Abstract

We thank Dawes and colleagues 1 for their clarification on the features of their algorithm that we regretfully failed to mention in our recent review of pharmacogenetic testing options available in Canada. 2 We also would like to take this opportunity to acknowledge that several of the testing options we included in our review employed decision algorithms that may contain or have the capability to incorporate similar features (e.g., age, weight, current medications, renal, and liver functioning) that were highlighted by Dawes et al. but were not disclosed in the materials we used in our review. This is an inherent limitation to any review of commercially available pharmacogenetic testing options, resulting in part from the proprietary nature of several of the test manufacturer’s algorithms.
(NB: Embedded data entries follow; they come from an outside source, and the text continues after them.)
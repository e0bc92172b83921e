//! Viewport fitting.

use crate::config::{BOUNDS_PADDING_DEG, DEFAULT_MAP_ZOOM};

/// A geographic bounding box.
#[derive(Debug, Clone, Copy, PartialEq)]
pub struct Bounds {
    /// Southern edge latitude.
    pub south: f64,
    /// Western edge longitude.
    pub west: f64,
    /// Northern edge latitude.
    pub north: f64,
    /// Eastern edge longitude.
    pub east: f64,
}

impl Bounds {
    /// Fits a padded box around `points`, or `None` for an empty slice.
    ///
    /// The padding keeps edge markers away from the viewport border and is
    /// clamped so the box never leaves the valid coordinate ranges.
    pub fn fit(points: &[(f64, f64)]) -> Option<Self> {
        let (mut south, mut west, mut north, mut east) =
            (f64::INFINITY, f64::INFINITY, f64::NEG_INFINITY, f64::NEG_INFINITY);
        for &(lat, lon) in points {
            south = south.min(lat);
            north = north.max(lat);
            west = west.min(lon);
            east = east.max(lon);
        }
        if !south.is_finite() {
            return None;
        }
        Some(Self {
            south: (south - BOUNDS_PADDING_DEG).max(-90.0),
            west: (west - BOUNDS_PADDING_DEG).max(-180.0),
            north: (north + BOUNDS_PADDING_DEG).min(90.0),
            east: (east + BOUNDS_PADDING_DEG).min(180.0),
        })
    }

    /// The box's center point.
    pub fn center(&self) -> (f64, f64) {
        (
            (self.south + self.north) / 2.0,
            (self.west + self.east) / 2.0,
        )
    }

    /// Zoom level that roughly fits the box: wider spans zoom further out.
    pub fn zoom(&self) -> u8 {
        let span = (self.north - self.south).max(self.east - self.west);
        match span {
            s if s > 90.0 => DEFAULT_MAP_ZOOM,
            s if s > 45.0 => 3,
            s if s > 20.0 => 4,
            s if s > 10.0 => 5,
            s if s > 5.0 => 6,
            s if s > 2.5 => 7,
            _ => 8,
        }
    }
}

#[cfg(test)]
mod tests {
    use super::*;

    #[test]
    fn test_fit_empty_is_none() {
        assert!(Bounds::fit(&[]).is_none());
    }

    #[test]
    fn test_fit_single_point_pads_around_it() {
        let bounds = Bounds::fit(&[(30.27, -97.74)]).unwrap();
        assert_eq!(bounds.south, 29.27);
        assert_eq!(bounds.north, 31.27);
        assert_eq!(bounds.west, -98.74);
        assert_eq!(bounds.east, -96.74);
        assert_eq!(bounds.center(), (30.27, -97.74));
    }

    #[test]
    fn test_fit_clamps_to_valid_ranges() {
        let bounds = Bounds::fit(&[(89.5, 179.5), (-89.5, -179.5)]).unwrap();
        assert_eq!(bounds.north, 90.0);
        assert_eq!(bounds.south, -90.0);
        assert_eq!(bounds.east, 180.0);
        assert_eq!(bounds.west, -180.0);
    }

    #[test]
    fn test_zoom_scales_with_span() {
        let world = Bounds::fit(&[(60.0, -120.0), (-40.0, 150.0)]).unwrap();
        assert_eq!(world.zoom(), DEFAULT_MAP_ZOOM);

        let city = Bounds::fit(&[(30.27, -97.74)]).unwrap();
        assert!(city.zoom() > world.zoom());
    }
}
//! Error handling and submission statistics.
//!
//! This module provides:
//! - Error type definitions per concern (geocoding, store, submission)
//! - Submission statistics tracking (errors, warnings, info events)
//!
//! Counter types are categorized into:
//! - **Errors**: failures that prevent a submission or query from completing
//! - **Warnings**: rejected or degraded submissions that are expected outcomes
//! - **Info**: notable events (cache hits, dataset initialization)

mod stats;
mod types;

// Re-export public API
pub use stats::SubmissionStats;
pub use types::{
    ErrorType, GeocodeError, InfoType, InitializationError, StoreError, SubmitError, WarningType,
};
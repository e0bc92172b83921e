//! Integration tests for the local CSV store.

use chrono::Utc;
use city_map::models::Entry;
use city_map::store::LocalCsvStore;

fn entry(username: &str, city: &str, lat: f64, lon: f64) -> Entry {
    Entry {
        id: uuid::Uuid::new_v4().to_string(),
        username: username.to_string(),
        city: city.to_string(),
        country: "USA".to_string(),
        latitude: lat,
        longitude: lon,
        continent: "America".to_string(),
        un_region: "Northern America".to_string(),
        created_at: Utc::now(),
    }
}

#[tokio::test]
async fn append_then_load_preserves_fields() {
    let dir = tempfile::tempdir().unwrap();
    let store = LocalCsvStore::new(dir.path().join("entries.csv"));

    let written = entry("Bo", "Austin, Texas, USA", 30.27, -97.74);
    store.append(written.clone()).await.unwrap();

    let dataset = store.load().await.unwrap();
    assert_eq!(dataset.len(), 1);
    let read = &dataset.entries()[0];
    assert_eq!(read.id, written.id);
    assert_eq!(read.username, "Bo");
    assert_eq!(read.city, "Austin, Texas, USA");
    assert_eq!(read.country, "USA");
    assert_eq!(read.latitude, 30.27);
    assert_eq!(read.longitude, -97.74);
    assert_eq!(read.continent, "America");
    assert_eq!(read.un_region, "Northern America");
}

#[tokio::test]
async fn repeated_loads_are_idempotent() {
    let dir = tempfile::tempdir().unwrap();
    let store = LocalCsvStore::new(dir.path().join("entries.csv"));
    store.append(entry("Bo", "Austin, Texas, USA", 30.27, -97.74)).await.unwrap();
    store.append(entry("Alice", "Paris, France", 48.85, 2.35)).await.unwrap();

    let first = store.load().await.unwrap();
    let second = store.load().await.unwrap();
    assert_eq!(first, second);
    assert_eq!(first.fingerprint(), second.fingerprint());
}

#[tokio::test]
async fn broken_file_reads_as_empty() {
    let dir = tempfile::tempdir().unwrap();
    let path = dir.path().join("entries.csv");
    std::fs::write(&path, b"\x00\x01 this is not a csv dataset\nragged,row").unwrap();

    let store = LocalCsvStore::new(&path);
    let dataset = store.load().await.unwrap();
    assert!(dataset.is_empty());
}

#[tokio::test]
async fn appends_accumulate_in_order() {
    let dir = tempfile::tempdir().unwrap();
    let store = LocalCsvStore::new(dir.path().join("entries.csv"));

    for name in ["A", "B", "C"] {
        store.append(entry(name, "Austin, Texas, USA", 30.27, -97.74)).await.unwrap();
    }
    let dataset = store.load().await.unwrap();
    let names: Vec<&str> = dataset.entries().iter().map(|e| e.username.as_str()).collect();
    assert_eq!(names, ["A", "B", "C"]);
}
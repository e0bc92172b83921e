//! Configuration types and CLI options.

use std::path::PathBuf;

use clap::{Args, Parser, Subcommand, ValueEnum};

use crate::config::constants::{
    DEFAULT_CANDIDATE_LIMIT, DEFAULT_CSV_PATH, DEFAULT_DEDUP_WINDOW_HOURS, HTTP_TIMEOUT_SECS,
};

/// Logging level for the application.
#[derive(Clone, Debug, ValueEnum)]
pub enum LogLevel {
    /// Only error messages
    Error,
    /// Error and warning messages
    Warn,
    /// Error, warning, and informational messages
    Info,
    /// All messages except trace
    Debug,
    /// All messages including trace
    Trace,
}

impl From<LogLevel> for log::LevelFilter {
    fn from(l: LogLevel) -> Self {
        match l {
            LogLevel::Error => log::LevelFilter::Error,
            LogLevel::Warn => log::LevelFilter::Warn,
            LogLevel::Info => log::LevelFilter::Info,
            LogLevel::Debug => log::LevelFilter::Debug,
            LogLevel::Trace => log::LevelFilter::Trace,
        }
    }
}

/// Log output format.
#[derive(Clone, Debug, ValueEnum)]
pub enum LogFormat {
    /// Human-readable format with colors (default)
    Plain,
    /// Structured JSON format for machine parsing
    Json,
}

/// Which geocoding provider resolves free-text place queries.
#[derive(Clone, Copy, Debug, PartialEq, Eq, ValueEnum)]
pub enum GeocoderKind {
    /// OpenStreetMap Nominatim free-text search. No API key; the provider
    /// self-throttles and retries transient failures.
    Nominatim,
    /// LocationIQ autocomplete-by-prefix. Requires `LOCATIONIQ_API_KEY`;
    /// degrades to an empty result when the key is absent.
    Autocomplete,
}

/// Which backend persists the entry dataset.
#[derive(Clone, Copy, Debug, PartialEq, Eq, ValueEnum)]
pub enum StorageBackend {
    /// A CSV file on the local filesystem. Read-modify-rewrite appends with
    /// no locking; last writer wins under concurrent use.
    Local,
    /// A CSV file hosted in a GitHub repository, written through the
    /// contents API with optimistic-concurrency SHAs.
    Github,
}

/// Library configuration.
///
/// Constructable programmatically or via CLI flags (the struct doubles as a
/// clap argument group).
#[derive(Args, Debug, Clone)]
pub struct Config {
    /// Storage backend for the entry dataset
    #[arg(long, value_enum, default_value = "local", global = true)]
    pub storage: StorageBackend,

    /// Path of the local CSV dataset (local backend)
    #[arg(long, default_value = DEFAULT_CSV_PATH, global = true)]
    pub csv_path: PathBuf,

    /// GitHub repository owner (github backend)
    #[arg(long, global = true)]
    pub github_owner: Option<String>,

    /// GitHub repository name (github backend)
    #[arg(long, global = true)]
    pub github_repo: Option<String>,

    /// Branch holding the dataset file (github backend)
    #[arg(long, default_value = "main", global = true)]
    pub github_branch: String,

    /// Path of the dataset file within the repository (github backend)
    #[arg(long, default_value = "data/entries.csv", global = true)]
    pub github_path: String,

    /// Geocoding provider
    #[arg(long, value_enum, default_value = "nominatim", global = true)]
    pub geocoder: GeocoderKind,

    /// Maximum number of candidates per query
    #[arg(long, default_value_t = DEFAULT_CANDIDATE_LIMIT, global = true)]
    pub candidate_limit: usize,

    /// Duplicate-suppression window in hours
    #[arg(long, default_value_t = DEFAULT_DEDUP_WINDOW_HOURS, global = true)]
    pub dedup_window_hours: i64,

    /// Require a non-empty username instead of substituting "Anonymous"
    #[arg(long, global = true)]
    pub require_username: bool,

    /// Per-request timeout in seconds
    #[arg(long, default_value_t = HTTP_TIMEOUT_SECS, global = true)]
    pub timeout_seconds: u64,

    /// Log level
    #[arg(long, value_enum, default_value = "info", global = true)]
    pub log_level: LogLevel,

    /// Log format
    #[arg(long, value_enum, default_value = "plain", global = true)]
    pub log_format: LogFormat,
}

impl Default for Config {
    fn default() -> Self {
        Self {
            storage: StorageBackend::Local,
            csv_path: PathBuf::from(DEFAULT_CSV_PATH),
            github_owner: None,
            github_repo: None,
            github_branch: "main".to_string(),
            github_path: "data/entries.csv".to_string(),
            geocoder: GeocoderKind::Nominatim,
            candidate_limit: DEFAULT_CANDIDATE_LIMIT,
            dedup_window_hours: DEFAULT_DEDUP_WINDOW_HOURS,
            require_username: false,
            timeout_seconds: HTTP_TIMEOUT_SECS,
            log_level: LogLevel::Info,
            log_format: LogFormat::Plain,
        }
    }
}

/// Command-line interface for the `city_map` binary.
#[derive(Parser, Debug)]
#[command(
    name = "city_map",
    about = "Community city map: geocode submissions, persist them to a shared CSV dataset, and summarize the rendered map"
)]
pub struct Cli {
    /// Subcommand to run
    #[command(subcommand)]
    pub command: Command,

    /// Shared configuration
    #[command(flatten)]
    pub config: Config,
}

/// CLI subcommands.
#[derive(Subcommand, Debug)]
pub enum Command {
    /// Resolve a free-text place query and list the candidates
    Search {
        /// Place query, e.g. "Austin"
        query: String,
    },
    /// Geocode a city, confirm a candidate, and append an entry
    Submit {
        /// Contributor name (optional unless --require-username is set)
        #[arg(long, default_value = "")]
        username: String,
        /// City query to geocode
        #[arg(long)]
        city: String,
        /// Exact display name of the candidate to confirm (defaults to the
        /// first candidate)
        #[arg(long)]
        pick: Option<String>,
    },
    /// Load the dataset and print a summary of its entries
    List,
    /// Write the full dataset as CSV to a file or stdout
    Export {
        /// Output file (stdout when omitted)
        #[arg(long)]
        output: Option<PathBuf>,
    },
}
//! Error type definitions.
//!
//! One error enum per external concern (geocoding, persistence, submission),
//! plus the counter categories used by [`super::SubmissionStats`].

use log::SetLoggerError;
use reqwest::Error as ReqwestError;
use strum_macros::EnumIter as EnumIterMacro;
use thiserror::Error;

/// Error types for initialization failures.
#[derive(Error, Debug)]
pub enum InitializationError {
    /// Error initializing the logger.
    #[error("Logger initialization error: {0}")]
    LoggerError(#[from] SetLoggerError),

    /// Error initializing the HTTP client.
    #[error("HTTP client initialization error: {0}")]
    HttpClientError(#[from] ReqwestError),
}

/// Error types for geocoding calls.
///
/// These never propagate past the gateway as panics or session failures; the
/// gateway wraps them in [`crate::geocode::GeocodeOutcome::Failed`] so callers
/// can distinguish a failed call from an empty result.
#[derive(Error, Debug)]
pub enum GeocodeError {
    /// Network-level failure (connect, timeout, body read).
    #[error("geocoding request failed: {0}")]
    Network(#[from] ReqwestError),

    /// Provider answered with a non-success HTTP status.
    #[error("geocoding provider returned HTTP {status}")]
    Status {
        /// HTTP status code returned by the provider.
        status: u16,
    },

    /// Provider payload could not be parsed as the expected JSON shape.
    #[error("geocoding payload could not be parsed: {0}")]
    MalformedPayload(#[from] serde_json::Error),
}

impl GeocodeError {
    /// Whether the error is transient and worth one more attempt.
    ///
    /// Timeouts, connection failures, rate limiting (429), and server errors
    /// (5xx) are transient. Client errors and malformed payloads are not: the
    /// same request would fail the same way.
    pub fn is_transient(&self) -> bool {
        match self {
            GeocodeError::Network(e) => {
                if let Some(status) = e.status() {
                    let code = status.as_u16();
                    return code == 429 || (500..600).contains(&code);
                }
                e.is_timeout() || e.is_connect() || e.is_request()
            }
            GeocodeError::Status { status } => *status == 429 || (500..600).contains(status),
            GeocodeError::MalformedPayload(_) => false,
        }
    }
}

/// Error types for entry-store operations.
#[derive(Error, Debug)]
pub enum StoreError {
    /// Local filesystem failure.
    #[error("dataset I/O error: {0}")]
    Io(#[from] std::io::Error),

    /// CSV encoding failure when rewriting the dataset.
    #[error("dataset encoding error: {0}")]
    Csv(#[from] csv::Error),

    /// Network-level failure talking to the remote content API.
    #[error("remote content request failed: {0}")]
    Network(#[from] ReqwestError),

    /// Remote content API answered with an unexpected HTTP status.
    #[error("remote store returned HTTP {status}: {detail}")]
    Remote {
        /// HTTP status code.
        status: u16,
        /// Trimmed response body or status text.
        detail: String,
    },

    /// The write was rejected because the supplied version token is stale:
    /// someone else wrote the file between our read and our write. The
    /// submission is reported back to the caller, never silently retried.
    #[error("remote write rejected: the dataset changed since it was read; reload and try again")]
    Conflict,

    /// Remote file content could not be decoded (bad base64 or missing
    /// fields in the API response).
    #[error("remote content could not be decoded: {0}")]
    MalformedContent(String),

    /// The remote backend is selected but its repository coordinates are
    /// missing or invalid.
    #[error("invalid remote store configuration: {0}")]
    Configuration(String),
}

/// Error types for the submission pipeline.
#[derive(Error, Debug)]
pub enum SubmitError {
    /// The same (username, city, country) triple was submitted within the
    /// de-duplication window.
    #[error("{username} already added \"{city}\" within the last {window_hours} hours")]
    Duplicate {
        /// Contributor whose earlier entry matched.
        username: String,
        /// City of the earlier entry.
        city: String,
        /// De-duplication window in hours.
        window_hours: i64,
    },

    /// The confirmed candidate carries out-of-range or non-finite
    /// coordinates and must not be written.
    #[error("submission has out-of-range coordinates ({latitude}, {longitude})")]
    InvalidCoordinates {
        /// Rejected latitude.
        latitude: f64,
        /// Rejected longitude.
        longitude: f64,
    },

    /// The store failed to load or append. A [`StoreError::Conflict`] inside
    /// means another writer won the race and the user should retry.
    #[error(transparent)]
    Store(#[from] StoreError),
}

/// Failure categories counted during a session.
#[derive(Debug, Clone, Copy, PartialEq, Eq, Hash, EnumIterMacro)]
pub enum ErrorType {
    /// Geocoding call failed at the network level.
    GeocodeNetworkError,
    /// Geocoding provider returned a non-success HTTP status.
    GeocodeStatusError,
    /// Geocoding payload could not be parsed.
    GeocodeMalformedPayload,
    /// Remote write rejected with a stale version token.
    StoreConflict,
    /// Local store I/O or CSV encoding failure.
    StoreIoError,
    /// Remote content API failure other than a conflict.
    StoreRemoteError,
}

/// Non-fatal conditions counted during a session.
#[derive(Debug, Clone, Copy, PartialEq, Eq, Hash, EnumIterMacro)]
pub enum WarningType {
    /// Submission rejected as a duplicate within the window.
    DuplicateRejected,
    /// Submission rejected for out-of-range coordinates.
    InvalidCoordinates,
    /// A provider candidate arrived without a country.
    MissingCountry,
    /// A query produced no candidates.
    NoMatches,
}

/// Informational events counted during a session.
#[derive(Debug, Clone, Copy, PartialEq, Eq, Hash, EnumIterMacro)]
pub enum InfoType {
    /// Candidates served from session state without a network call.
    QueryServedFromSession,
    /// A remote dataset file was created fresh.
    DatasetInitialized,
    /// An entry was appended successfully.
    EntryAppended,
}

impl std::fmt::Display for ErrorType {
    fn fmt(&self, f: &mut std::fmt::Formatter<'_>) -> std::fmt::Result {
        f.write_str(self.as_str())
    }
}

impl ErrorType {
    /// Human-readable label used in the end-of-run summary.
    pub fn as_str(&self) -> &'static str {
        match self {
            ErrorType::GeocodeNetworkError => "Geocoding network error",
            ErrorType::GeocodeStatusError => "Geocoding HTTP status error",
            ErrorType::GeocodeMalformedPayload => "Geocoding malformed payload",
            ErrorType::StoreConflict => "Store write conflict",
            ErrorType::StoreIoError => "Store I/O error",
            ErrorType::StoreRemoteError => "Remote store error",
        }
    }
}

impl WarningType {
    /// Human-readable label used in the end-of-run summary.
    pub fn as_str(&self) -> &'static str {
        match self {
            WarningType::DuplicateRejected => "Duplicate submission rejected",
            WarningType::InvalidCoordinates => "Out-of-range coordinates",
            WarningType::MissingCountry => "Candidate missing country",
            WarningType::NoMatches => "Query produced no matches",
        }
    }
}

impl InfoType {
    /// Human-readable label used in the end-of-run summary.
    pub fn as_str(&self) -> &'static str {
        match self {
            InfoType::QueryServedFromSession => "Query served from session state",
            InfoType::DatasetInitialized => "Dataset initialized",
            InfoType::EntryAppended => "Entry appended",
        }
    }
}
These algorithms, often referred to as “black box” algorithms, deliberately conceal the features used and/or the process by which these features are translated into clinical recommendations. 3 Although the testing option highlighted by Dawes et al. is not an example of a black box algorithm, it is important to note that head-to-head trials comparing open and black box pharmacogenetic testing algorithms have yet to be published, and all randomized clinical trials of pharmacogenetic testing in psychiatry have utilized black box algorithms with unique features. 4 As such, there is currently not enough evidence to suggest any test or algorithm is superior to another. However, common sense would suggest that pharmacogenetic testing options that include clinical features commonly used to make medication selection and dosing decisions would better facilitate safer and more efficacious therapy for those with a psychiatric disorder.
Footnotes
Declaration of Conflicting Interests
The author(s) declared the following potential conflicts of interest with respect to the research, authorship, and/or publication of this article: AAM, DJM, and CB are members of the Clinical Pharmacogenomics Implementation Consortium. CB is supported by the Cumming School of Medicine at the University of Calgary and the Alberta Children’s Hospital Research Institute. MF declares no conflicts. PDA holds the Alberta Innovates Translational Health Chair in Child and Youth Mental Health. KA has acted in a consulting capacity for companies including Roche Diagnostics, Bristol-Myers Squibb and Otsuka Pharmaceuticals Ltd, Otsuka Canada Pharmaceuticals Inc., Lundbeck, and HLS Therapeutics. She has also received research support from companies including Bristol-Myers Squibb and Otsuka Pharmaceuticals, Johnson and Johnson Research and Development, Jannsen Inc. Canada, and Roche Molecular Systems. DJM is coinvestigator in two pharmacogenetic studies where genetic test kits were provided as in-kind contribution by Assurex Health (Myriad Neuroscience) to evaluate feasibility of pharmacogenetic testing in clinical practice and potential benefits of pharmacogenetic testing compared to treatment as usual. DJM have not received any payments or received any equity, stocks, or options from this company or any other pharmacogenetic companies. DJM is coinvestigator in two filed genetic patents assessing risk of antipsychotic-induced weight gain. CB has received material support from Assurex Health (Myriad Neuroscience), CNSDose, Genomind, and AB-Biotics for research purposes and has ongoing research collaborations with CNSDose and MyDNA but does not have equity, stocks, or options in these companies or any other pharmacogenetic companies. CB, DJM and KA are members of the Genetic Testing Committee of the International Society of Psychiatric Genetics.
Funding
The author(s) received no financial support for the research, authorship, and/or publication of this article.